Я ощущаю время как огромную боль. Это всегда преувеличенное потрясение от какой-то потери. Бедная комната, которую я снимаю, где я провел месяцы, стол в провинциальном отеле, где я провел шесть дней, печальный зал ожидания на железнодорожной станции, где я потратил два часа в ожидании поезда, – когда я думаю, что никогда больше их не увижу, не буду иметь, меня охватывает метафизическая боль. В моей душе открывается бездна, и холодное дуновение из уст Бога касается моего мертвенно-бледного лица.

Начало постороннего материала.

pub fn schema() -> ResourceSchema {
    ResourceSchema::new(TYPE_NAME)
        .with_description("Load balancer")
        .attribute(
            AttributeSchema::new("name", AttributeType::String)
                .optional()
                .computed()
                .with_description("Name of the lb")
                .with_api_field("name"),
        )
        .attribute(
            AttributeSchema::new("description", AttributeType::String)
                .optional()
                .with_description("The description of the lb")
                .with_api_field("description"),
        )
        .attribute(
            AttributeSchema::new("type", AttributeType::String)
                .required()
                .with_diff_suppress(diff_suppress_func_ignore_case)
                .with_description("The type of load-balancer you want to create")
                .with_api_field("type"),
        )
        .attribute(
            AttributeSchema::new("migrate_on_type_change", AttributeType::Bool)
                .optional()
                .with_default(false)
                .with_description("Migrate the load-balancer when its type changes"),
        )
        .attribute(
            reference_attribute("ip_id")
                .optional()
                .computed()
                .force_new()
                .with_description("The load-balance public IP ID"),
        )
        .attribute(
            AttributeSchema::new("ip_address", AttributeType::String)
                .computed()
                .with_description("The load-balance public IP address"),
        )
        .attribute(
            AttributeSchema::new("ssl_compatibility_level", AttributeType::String)
                .optional()
                .with_default(DEFAULT_SSL_COMPATIBILITY_LEVEL)
                .with_description("Enforces minimal SSL version (in SSL/TLS offloading context)")
                .with_api_field("ssl_compatibility_level"),
        )
        .attribute(
            AttributeSchema::new("private_network", AttributeType::list_of(private_network_block()))
                .optional()
                .with_description("List of private networks connected to your load balancer"),
        )
        .attribute(tags_attribute())
        .attribute(zone_attribute())
        .attribute(project_id_attribute("project_id"))
        .attribute(organization_id_attribute("organization_id"))
}

/// Private network identifiers of a `private_network` block list
fn private_network_ids(value: Option<&Value>) -> Vec<String> {
    value
        .and_then(Value::as_list)
        .unwrap_or_default()
        .iter()
        .filter_map(Value::as_map)
        .filter_map(|block| block.get("private_network_id").and_then(Value::as_str))
        .filter(|id| !id.is_empty())
        .map(str::to_string)
        .collect()
}

#[derive(Clone)]
pub struct LbResource {
    api: Arc<dyn LbApi>,
    meta: Arc<Meta>,
}

impl LbResource {
    pub fn new(api: Arc<dyn LbApi>, meta: Arc<Meta>) -> Self {
        Self { api, meta }
    }

    fn plan(&self, ctx: &OperationContext, zone: &Zone, id: &str) -> WaitPlan {
        self.meta.wait_plan("lb", zone, id, Domain::Lb, ctx.timeout)
    }

    async fn wait_lb(&self, ctx: &OperationContext, zone: &Zone, id: &str) -> ScalewayResult<Lb> {
        let api = &self.api;
        wait_for(ctx, &self.plan(ctx, zone, id), move || api.get_lb(zone, id)).await
    }

    async fn wait_private_networks(
        &self,
        ctx: &OperationContext,
        zone: &Zone,
        id: &str,
    ) -> ScalewayResult<LbPrivateNetworks> {
        let api = &self.api;
        let plan = self
            .meta
            .wait_plan("lb private networks", zone, id, Domain::Lb, ctx.timeout);
        wait_for(ctx, &plan, move || api.list_lb_private_networks(zone, id)).await
    }

    async fn attach(&self, zone: &Zone, id: &str, private_network_ids: &[String]) -> ScalewayResult<()> {
        for pn_id in private_network_ids {
            self.api
                .attach_private_network(zone, id, expand_id(pn_id))
                .await?;
            log::info!("attached private network {} to lb {}", pn_id, id);
        }
        Ok(())
    }

    async fn detach(&self, zone: &Zone, id: &str, private_network_ids: &[String]) -> ScalewayResult<()> {
        for pn_id in private_network_ids {
            ignore_not_found(
                self.api
                    .detach_private_network(zone, id, expand_id(pn_id))
                    .await,
            )?;
            log::info!("detached private network {} from lb {}", pn_id, id);
        }
        Ok(())
    }

    async fn create_lb(&self, ctx: &OperationContext, d: &mut ResourceData) -> ScalewayResult<Diagnostics> {
        let zone = extract_zone(d, &self.meta.defaults)?.scope;
        let request = CreateLbRequest {
            name: name_or_random(d, "lb"),
            description: d.get_string("description").unwrap_or_default().to_string(),
            lb_type: d.get_string("type").unwrap_or_default().to_string(),
            project_id: extract_project_id(d, &self.meta.defaults),
            ip_id: d.get_string("ip_id").map(|id| expand_id(id).to_string()),
            tags: d.get_string_list("tags"),
            ssl_compatibility_level: d.get_string("ssl_compatibility_level").map(str::to_string),
        };

        let lb = self.api.create_lb(&zone, &request).await?;
        d.set_id(new_zoned_id(&zone, &lb.id));
        log::info!("created {} {}", TYPE_NAME, d.id());

        self.wait_lb(ctx, &zone, &lb.id).await?;

        let private_networks = private_network_ids(d.get("private_network"));
        if !private_networks.is_empty() {
            self.attach(&zone, &lb.id, &private_networks).await?;
            self.wait_private_networks(ctx, &zone, &lb.id).await?;
        }

        self.read_lb(ctx, d).await
    }

    pub(crate) async fn read_lb(&self, _ctx: &OperationContext, d: &mut ResourceData) -> ScalewayResult<Diagnostics> {
        let (zone, id) = parse_zoned_id(d.id())?;
        let result = self.api.get_lb(&zone, &id).await;
        let Some(lb) = read_or_tombstone(d, result, GonePolicy::NotFound)? else {
            return Ok(Diagnostics::new());
        };

        flatten_model(&schema(), &lb, d)?;
        if let Some(ip) = lb.ip.first() {
            d.set("ip_id", flatten_zoned_id(&zone, &ip.id));
            d.set("ip_address", ip.ip_address.as_str());
        }

        let region = zone.region();
        let attachments = self.api.list_lb_private_networks(&zone, &id).await?;
        let blocks = attachments
            .0
            .iter()
            .map(|pn| {
                let block: HashMap<String, Value> = [
                    (
                        "private_network_id".to_string(),
                        Value::from(flatten_regional_id(&region, &pn.private_network_id)),
                    ),
                    ("status".to_string(), Value::from(pn.status.as_str())),
                ]
                .into_iter()
                .collect();
                Value::Map(block)
            })
            .collect();
        d.set("private_network", Value::List(blocks));
        Ok(Diagnostics::new())
    }

    async fn update_lb(&self, ctx: &OperationContext, d: &mut ResourceData) -> ScalewayResult<Diagnostics> {
        let (zone, id) = parse_zoned_id(d.id())?;
        let mut diags = Diagnostics::new();
        self.wait_lb(ctx, &zone, &id).await?;

        let request = UpdateLbRequest {
            name: d
                .has_change("name")
                .then(|| d.get_string("name").unwrap_or_default().to_string()),
            description: Patch::<String>::string_change(d, "description"),
            tags: Patch::<Vec<String>>::list_change(d, "tags"),
            ssl_compatibility_level: d
                .has_change("ssl_compatibility_level")
                .then(|| d.get_string("ssl_compatibility_level").unwrap_or_default().to_string()),
        };
        if !request.is_empty() {
            self.api.update_lb(&zone, &id, &request).await?;
            self.wait_lb(ctx, &zone, &id).await?;
        }

        if d.has_change("type") {
            match guarded_change(d, &["type"], "migrate_on_type_change", "be migrated") {
                Some(warning) => diags.push(warning),
                None => {
                    let lb_type = d.get_string("type").unwrap_or_default().to_string();
                    self.api.migrate_lb(&zone, &id, &lb_type).await?;
                    log::info!("migrating {} {} to {}", TYPE_NAME, d.id(), lb_type);
                    self.wait_lb(ctx, &zone, &id).await?;
                }
            }
        }

        if d.has_change("private_network") {
            let (old, new) = d.get_change("private_network");
            let (to_detach, to_attach) = diff_associations(&private_network_ids(old), &private_network_ids(new));

            // Detach first: a network can only be attached once
            if !to_detach.is_empty() {
                self.detach(&zone, &id, &to_detach).await?;
                self.wait_private_networks(ctx, &zone, &id).await?;
            }
            if !to_attach.is_empty() {
                self.attach(&zone, &id, &to_attach).await?;
                self.wait_private_networks(ctx, &zone, &id).await?;
            }
        }

        diags.extend(self.read_lb(ctx, d).await?);
        Ok(diags)
    }

    async fn delete_lb(&self, ctx: &OperationContext, d: &mut ResourceData) -> ScalewayResult<Diagnostics> {
        let (zone, id) = parse_zoned_id(d.id())?;
        let plan = self.plan(ctx, &zone, &id);
        let api = &self.api;

        {
            let (zone, id) = (&zone, id.as_str());
            if wait_for_optional(ctx, &plan, move || api.get_lb(zone, id))
                .await?
                .is_none()
            {
                return Ok(Diagnostics::new());
            }
        }

        // The API refuses to delete a load balancer with attachments
        let attached = self.api.list_lb_private_networks(&zone, &id).await?.ids();
        if !attached.is_empty() {
            self.detach(&zone, &id, &attached).await?;
            self.wait_private_networks(ctx, &zone, &id).await?;
        }

        let (zone, id) = (&zone, id.as_str());
        ignore_not_found(self.api.delete_lb(zone, id).await)?;
        wait_for_absence(ctx, &plan, move || api.get_lb(zone, id)).await?;
        Ok(Diagnostics::new())
    }
}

Время! Прошлое! Там где-то один голос, одна песня, один случайный запах поднял в моей душе занавес, скрывающий мои воспоминания… То, что было и никогда больше не будет! То, что было у меня и никогда не вернется! Мертвые! Мертвые, что любили меня в моем детстве. Когда я воскрешаю их в памяти, вся моя душа холодеет, и я чувствую себя изгнанным из сердец, одиноким в ночи меня самого, оплакивающим, как нищий, закрытую тишину всех дверей.
Проза отпуска
Небольшой пляж, образованный крошечной бухтой, отрезанный от мира двумя мысками, был во время этого трехдневного отпуска моим уединением от меня самого. Я спускался на пляж по лестнице, начинавшейся деревянным пролетом и посередине превращавшейся в ступеньки, вырубленные в горной породе с перилами ржавого железа. И всегда, когда я спускался по старой лестнице, и особенно по ступеням из камня, я выходил из моего собственного существования, встречая себя самого.
Оккультисты или некоторые из них говорят, что есть моменты души, когда она вспоминает эмоциональной или другой частью памяти, некий эпизод, или аспект, или тень предыдущего воплощения. И тогда, словно возвращаясь ко времени, более ей близкому, она переживает каким-то образом свое детство и свое освобождение.
Я бы сказал, что спускаясь по той лестнице, сейчас редко используемой, и медленно входя на пляж, маленький и всегда пустой, я близко встречался с той возможной монадой, которой я являюсь. Определенные возможности и черты моей повседневной жизни, представленные в моем неизменном существе желаниями, отвращениями, беспокойствами, скрывались от меня, будто прячась от стражи, гасли среди теней так, что нельзя было понять, каковы они, и я достигал такого внутреннего состояния, при котором мне становилось сложно вспомнить себя вчерашнего или признать своим существо, что живет во мне каждый день. Мои постоянные переживания, мои привычки, мои беседы с другими, мое место в социальной структуре мира – все это мне казалось давно прочитанными и вялыми страницами какой-то напечатанной биографии, подробностями из какого-то романа в тех его главах, что читаем, думая о другом, и нить повествования ослабевает до того, что змеится по полу.
Тогда, на пляже, где слышались звуки только волн или высоко пролетавшего ветра, я отдавался новому виду мечтаний – неоформившихся и нежных, чудес, чистых, как небо и воды, и звучащих, как раковины, вынесенные приливом из глубины какой-то большой истины; трепеща из наклонной синевы вдали, зеленея вблизи с прозрачностью других тонов, грязно-зеленых, после того, как разбилась, шурша тысячью разматывающихся щупалец на загорелом песке, память не болела во мне. Забытое состояние, счастливое по той или другой причине, тело ностальгии с душой из пены, отдых, смерть, все или ничего, окружающее, как огромное море, остров потерпевших кораблекрушение, который есть жизнь.
И я дремал наяву, отрешаясь от того, что ощущал в себе самом сумерки, шум воды меж деревьями, спокойствие огромных рек, прохладу грустных вечеров, томление на белой груди сна о детстве, о невинном созерцании.